WHAT NEEDS TO BE DONE: Reproduce exactly the lines from the one containing "for Oyster Timer." through the last line of the data, both ends included.

ENTRIES PROVIDED:

_ _ _ _ _ _ _

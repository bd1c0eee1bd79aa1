//! Infrastructure layer for Oyster Timer.
//!
//! Contains the OS-facing adapters: file-backed storage and configuration,
//! image decoding, the offline asset cache, and the terminal front end.
//!
//! **Dependency rule**: this layer may depend on `application` and
//! `oyster_core`, but MUST NOT be imported by the `application` layer.

pub mod image_ingest;
pub mod offline_cache;
pub mod storage;
pub mod terminal;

_ _ _ _ _ _ _

RESULT:
//! Infrastructure layer for Oyster Timer.
//!
//! Contains the OS-facing adapters: file-backed storage and configuration,
//! image decoding, the offline asset cache, and the terminal front end.
//!
//! **Dependency rule**: this layer may depend on `application` and
//! `oyster_core`, but MUST NOT be imported by the `application` layer.

pub mod image_ingest;
pub mod offline_cache;
pub mod storage;
pub mod terminal;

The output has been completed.